* **What you should do**
Every line of the entries below that carries the string "start" should be copied.

* **Data listing**

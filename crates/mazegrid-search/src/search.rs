//! Uninformed search: DFS and BFS.
//!
//! Both run the same engine; only the frontier differs. A position enters
//! the discovered set at the moment it is pushed, never at pop time, so no
//! cell is scheduled twice and the pass stays O(V + E).

use mazegrid_core::{Cell, Maze};

use crate::Solver;
use crate::frontier::{Frontier, QueueFrontier, StackFrontier};

impl Solver {
    /// Depth-first search from the maze start.
    ///
    /// Returns a copy of the goal cell (its parent chain recorded in the
    /// maze) or `None` if the goal is unreachable. The path found is
    /// valid but not necessarily shortest.
    pub fn dfs(&mut self, maze: &mut Maze) -> Option<Cell> {
        let found = self.flood(maze, StackFrontier::new());
        log::debug!("dfs: {} frontier pushes", self.expansions);
        found
    }

    /// Breadth-first search from the maze start.
    ///
    /// Same contract as [`dfs`](Solver::dfs), but the returned goal is
    /// reached by a shortest path in step count: discovery order strictly
    /// increases by graph distance.
    pub fn bfs(&mut self, maze: &mut Maze) -> Option<Cell> {
        let found = self.flood(maze, QueueFrontier::new());
        log::debug!("bfs: {} frontier pushes", self.expansions);
        found
    }

    fn flood<F: Frontier>(&mut self, maze: &mut Maze, mut frontier: F) -> Option<Cell> {
        self.expansions = 0;
        self.discovered.clear();

        let start = maze.start_index();
        let goal = maze.goal_index();
        frontier.push(start, 0);
        self.discovered.insert(maze.cell(start).position());
        self.expansions += 1;

        let mut nbuf = std::mem::take(&mut self.nbuf);

        let found = loop {
            let Some(ci) = frontier.pop() else {
                break None;
            };
            if ci == goal {
                break Some(*maze.cell(ci));
            }
            let depth = maze.cell(ci).g();

            nbuf.clear();
            maze.neighbors(ci, &mut nbuf);

            for &ni in nbuf.iter() {
                if !self.discovered.insert(maze.cell(ni).position()) {
                    continue;
                }
                let neighbor = maze.cell_mut(ni);
                neighbor.set_g(depth + 1);
                neighbor.set_parent(Some(ci));
                frontier.push(ni, 0);
                self.expansions += 1;
            }
        };

        self.nbuf = nbuf;
        found
    }
}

* **Your response**
    /// Depth-first search from the maze start.
    /// Breadth-first search from the maze start.
        let start = maze.start_index();
        frontier.push(start, 0);
        self.discovered.insert(maze.cell(start).position());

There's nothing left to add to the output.